Task prompt
Search the material for the word "namespace" and copy each line that holds it.

Entries provided
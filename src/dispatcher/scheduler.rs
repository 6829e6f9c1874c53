use std::sync::Arc;
use std::time::Duration;

use chrono::Utc;
use tokio::sync::mpsc;
use tokio_util::sync::CancellationToken;

use crate::config::{DispatcherConfig, NoCapacityPolicy};
use crate::error::Result;
use crate::metrics;
use crate::model::{labels, Calculation, WorkerState};
use crate::store::{retry_on_conflict, MemoryStore};

/// Single consumer of the bounded calculation hand-off channel.
///
/// Producers (the bulk and factory reconcilers) block while the scheduler
/// works through the backlog; the channel capacity bounds the in-flight
/// hand-off.
pub struct Scheduler {
    store: MemoryStore,
    namespace: String,
    policy: NoCapacityPolicy,
    /// Clone of the producer side, used only to re-offer under the
    /// requeue policy.
    tx: mpsc::Sender<Calculation>,
}

impl Scheduler {
    pub fn new(
        store: MemoryStore,
        config: &DispatcherConfig,
        tx: mpsc::Sender<Calculation>,
    ) -> Arc<Self> {
        Arc::new(Self {
            store,
            namespace: config.namespace.clone(),
            policy: config.scheduler.no_capacity_policy,
            tx,
        })
    }

    pub async fn run(
        self: Arc<Self>,
        mut rx: mpsc::Receiver<Calculation>,
        cancel: CancellationToken,
    ) -> Result<()> {
        loop {
            tokio::select! {
                _ = cancel.cancelled() => break,
                received = rx.recv() => match received {
                    Some(calc) => {
                        if let Err(err) = self.schedule(calc).await {
                            tracing::error!(error = %err, "Scheduling pass failed");
                        }
                    }
                    None => break,
                },
            }
        }
        tracing::info!("Scheduler stopped");
        Ok(())
    }

    /// Place one calculation onto the longest-idle available worker of its
    /// target pool.
    pub async fn schedule(&self, mut calc: Calculation) -> Result<()> {
        let pool = match self.store.pools.get(&self.namespace, &calc.worker_pool).await {
            Ok(pool) => pool,
            Err(err) if err.is_not_found() => {
                tracing::warn!(
                    calculation = %calc.meta.name,
                    pool = %calc.worker_pool,
                    "Target worker pool does not exist, dropping calculation"
                );
                return Ok(());
            }
            Err(err) => return Err(err),
        };

        let Some(worker) = pool.first_available() else {
            self.handle_no_capacity(calc);
            return Ok(());
        };
        let worker_name = worker.name.clone();
        let worker_node = worker.node.clone();

        calc.assign = Some(worker_name.clone());
        calc.meta
            .labels
            .insert(labels::ASSIGN.to_string(), worker_name.clone());

        let name = calc.meta.name.clone();
        match self.store.calculations.create(calc).await {
            Ok(created) => {
                tracing::info!(
                    calculation = %created.meta.name,
                    worker = %worker_name,
                    "Scheduled calculation"
                );
                retry_on_conflict(&self.store.pools, &self.namespace, &pool.meta.name, |p| {
                    p.set_worker_state(&worker_node, WorkerState::Reserved, Utc::now());
                    Ok(())
                })
                .await?;
                metrics::record_calculation_phase(&created);
            }
            Err(err) if err.is_already_exists() => {
                tracing::debug!(calculation = %name, "Calculation already exists, skipping");
            }
            Err(err) => return Err(err),
        }
        Ok(())
    }

    fn handle_no_capacity(&self, calc: Calculation) {
        match self.policy {
            NoCapacityPolicy::Drop => {
                tracing::warn!(
                    calculation = %calc.meta.name,
                    pool = %calc.worker_pool,
                    "No available worker, dropping calculation"
                );
            }
            NoCapacityPolicy::Requeue { delay_ms } => {
                tracing::debug!(
                    calculation = %calc.meta.name,
                    pool = %calc.worker_pool,
                    delay_ms,
                    "No available worker, re-offering after delay"
                );
                let tx = self.tx.clone();
                tokio::spawn(async move {
                    tokio::time::sleep(Duration::from_millis(delay_ms)).await;
                    if tx.send(calc).await.is_err() {
                        tracing::debug!("Scheduler channel closed, dropping re-offer");
                    }
                });
            }
        }
    }
}
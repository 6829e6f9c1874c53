use chrono::{DateTime, Utc};
use serde::{Deserialize, Serialize};

use super::calculation::Phase;
use super::meta::ObjectMeta;

/// Condition appended to a factory as its generation calculation settles.
#[derive(Debug, Clone, Serialize, Deserialize)]
pub struct Condition {
    pub condition_type: String,
    pub status: bool,
    pub reason: String,
    pub last_transition_time: DateTime<Utc>,
}

impl Condition {
    /// Map a generation calculation's final phase onto a factory condition.
    pub fn from_phase(phase: Phase, now: DateTime<Utc>) -> Self {
        match phase {
            Phase::Completed => Self {
                condition_type: "Available".to_string(),
                status: true,
                reason: "Completed".to_string(),
                last_transition_time: now,
            },
            _ => Self {
                condition_type: "Unavailable".to_string(),
                status: false,
                reason: "Failed".to_string(),
                last_transition_time: now,
            },
        }
    }
}

#[derive(Debug, Clone, Default, Serialize, Deserialize)]
pub struct FactoryStatus {
    #[serde(default)]
    pub created_time: Option<DateTime<Utc>>,
    #[serde(default)]
    pub completion_time: Option<DateTime<Utc>>,
    #[serde(default)]
    pub conditions: Vec<Condition>,
    /// Set once the bulk produced from this factory's output file exists.
    #[serde(default)]
    pub bulk_created: bool,
}

/// Runs one generation calculation whose output file, once collected, is
/// decoded into a CalculationBulk.
#[derive(Debug, Clone, Default, Serialize, Deserialize)]
pub struct CalculationBulkFactory {
    pub meta: ObjectMeta,
    #[serde(default)]
    pub worker_pool: String,
    /// Directory under the shared root where the factory's files live.
    #[serde(default)]
    pub root_folder: String,
    /// File name (relative to the root folder) the generation calculation
    /// writes the bulk definition into.
    #[serde(default)]
    pub bulk_output: String,
    pub command: String,
    #[serde(default)]
    pub args: Vec<String>,
    #[serde(default)]
    pub input_files: Option<Vec<String>>,
    #[serde(default)]
    pub status: FactoryStatus,
}

#[cfg(test)]
mod tests {
    use super::*;

    #[test]
    fn completed_phase_yields_available_condition() {
        let now = Utc::now();
        let cond = Condition::from_phase(Phase::Completed, now);
        assert_eq!(cond.condition_type, "Available");
        assert!(cond.status);
        assert_eq!(cond.reason, "Completed");
    }

    #[test]
    fn failed_phase_yields_unavailable_condition() {
        let now = Utc::now();
        let cond = Condition::from_phase(Phase::Failed, now);
        assert_eq!(cond.condition_type, "Unavailable");
        assert!(!cond.status);
        assert_eq!(cond.reason, "Failed");
    }
}
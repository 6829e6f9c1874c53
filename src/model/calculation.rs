use chrono::{DateTime, Utc};
use serde::{Deserialize, Serialize};

use super::bulk::BulkCalculation;
use super::labels;
use super::meta::ObjectMeta;
use super::names;

/// Lifecycle phase of a calculation or of a single step.
///
/// A bulk member that has not been turned into a calculation yet carries no
/// phase at all, which is modelled as `Option<Phase>` on the member.
#[derive(Debug, Clone, Copy, PartialEq, Eq, Serialize, Deserialize)]
pub enum Phase {
    Created,
    Processing,
    Completed,
    Failed,
}

impl Phase {
    /// Completed and Failed are terminal; nothing transitions out of them.
    pub fn is_terminal(self) -> bool {
        matches!(self, Phase::Completed | Phase::Failed)
    }
}

impl std::fmt::Display for Phase {
    fn fmt(&self, f: &mut std::fmt::Formatter<'_>) -> std::fmt::Result {
        let s = match self {
            Phase::Created => "Created",
            Phase::Processing => "Processing",
            Phase::Completed => "Completed",
            Phase::Failed => "Failed",
        };
        f.write_str(s)
    }
}

/// One command in a calculation's pipeline. `status` stays unset until the
/// executor reports the step's outcome.
#[derive(Debug, Clone, Serialize, Deserialize)]
pub struct Step {
    pub command: String,
    #[serde(default)]
    pub args: Vec<String>,
    #[serde(default)]
    pub status: Option<Phase>,
}

impl Step {
    pub fn new(command: impl Into<String>, args: &[&str]) -> Self {
        Self {
            command: command.into(),
            args: args.iter().map(|a| (*a).to_string()).collect(),
            status: None,
        }
    }
}

/// Physical input parameters identifying a calculation.
#[derive(Debug, Clone, Copy, Default, PartialEq, Serialize, Deserialize)]
pub struct Params {
    pub teff: f64,
    pub log_g: f64,
}

/// Which pipeline a calculation runs. The standard pipeline is the fixed
/// three-step sequence; `Custom` means the steps were spelled out on the
/// bulk member itself.
#[derive(Debug, Clone, Copy, Default, PartialEq, Eq, Serialize, Deserialize)]
pub enum Pipeline {
    #[default]
    Standard,
    Custom,
}

impl Pipeline {
    /// The fixed step sequence run when no explicit steps are given.
    pub fn canonical_steps() -> Vec<Step> {
        vec![
            Step::new("atlas12_ada", &["s"]),
            Step::new("atlas12_ada", &["r"]),
            Step::new("/bin/bash", &["-c", "synspec49 < input_tlusty_fortfive"]),
        ]
    }
}

#[derive(Debug, Clone, Default, Serialize, Deserialize)]
pub struct CalculationSpec {
    pub params: Params,
    #[serde(default)]
    pub steps: Vec<Step>,
}

#[derive(Debug, Clone, Default, Serialize, Deserialize)]
pub struct CalculationStatus {
    #[serde(default)]
    pub start_time: Option<DateTime<Utc>>,
    #[serde(default)]
    pub pending_time: Option<DateTime<Utc>>,
    #[serde(default)]
    pub completion_time: Option<DateTime<Utc>>,
}

/// A unit of dispatchable work, bound to at most one worker at a time.
#[derive(Debug, Clone, Default, Serialize, Deserialize)]
pub struct Calculation {
    pub meta: ObjectMeta,
    pub spec: CalculationSpec,
    /// Node name of the worker this calculation is bound to. Mirrored into
    /// the assign label when set by the scheduler.
    #[serde(default)]
    pub assign: Option<String>,
    #[serde(default)]
    pub worker_pool: String,
    #[serde(default)]
    pub phase: Option<Phase>,
    #[serde(default)]
    pub status: CalculationStatus,
    #[serde(default)]
    pub input_files: Option<Vec<String>>,
    #[serde(default)]
    pub pipeline: Pipeline,
}

impl Calculation {
    /// Build the calculation object for a bulk member.
    ///
    /// Custom steps on the member win; otherwise the standard pipeline is
    /// expanded. The name is derived from the member's parameters so that
    /// re-creating the same member maps onto the same object.
    pub fn from_member(
        member: &BulkCalculation,
        namespace: &str,
        worker_pool: &str,
    ) -> Self {
        let (steps, pipeline) = if member.steps.is_empty() {
            (Pipeline::canonical_steps(), Pipeline::Standard)
        } else {
            (member.steps.clone(), Pipeline::Custom)
        };

        Self {
            meta: ObjectMeta::new(namespace, names::calculation_name(&member.params)),
            spec: CalculationSpec {
                params: member.params,
                steps,
            },
            assign: None,
            worker_pool: worker_pool.to_string(),
            phase: Some(Phase::Created),
            status: CalculationStatus {
                start_time: Some(Utc::now()),
                ..Default::default()
            },
            input_files: member.input_files.clone(),
            pipeline,
        }
    }

    pub fn is_assigned_to(&self, node: &str) -> bool {
        self.assign.as_deref() == Some(node)
    }

    pub fn factory_name(&self) -> Option<&str> {
        self.meta.label(labels::FACTORY)
    }

    pub fn bulk_name(&self) -> Option<&str> {
        self.meta.label(labels::BULK)
    }
}

/// True once every step carries a status.
pub fn steps_finished(steps: &[Step]) -> bool {
    !steps.is_empty() && steps.iter().all(|s| s.status.is_some())
}

/// Collapse finished step statuses into the calculation's final phase.
/// Any failed step fails the calculation.
pub fn final_step_phase(steps: &[Step]) -> Phase {
    if steps.iter().any(|s| s.status == Some(Phase::Failed)) {
        Phase::Failed
    } else {
        Phase::Completed
    }
}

Problem solution
    namespace: String,
            namespace: config.namespace.clone(),
        let pool = match self.store.pools.get(&self.namespace, &calc.worker_pool).await {
                retry_on_conflict(&self.store.pools, &self.namespace, &pool.meta.name, |p| {
        namespace: &str,
            meta: ObjectMeta::new(namespace, names::calculation_name(&member.params)),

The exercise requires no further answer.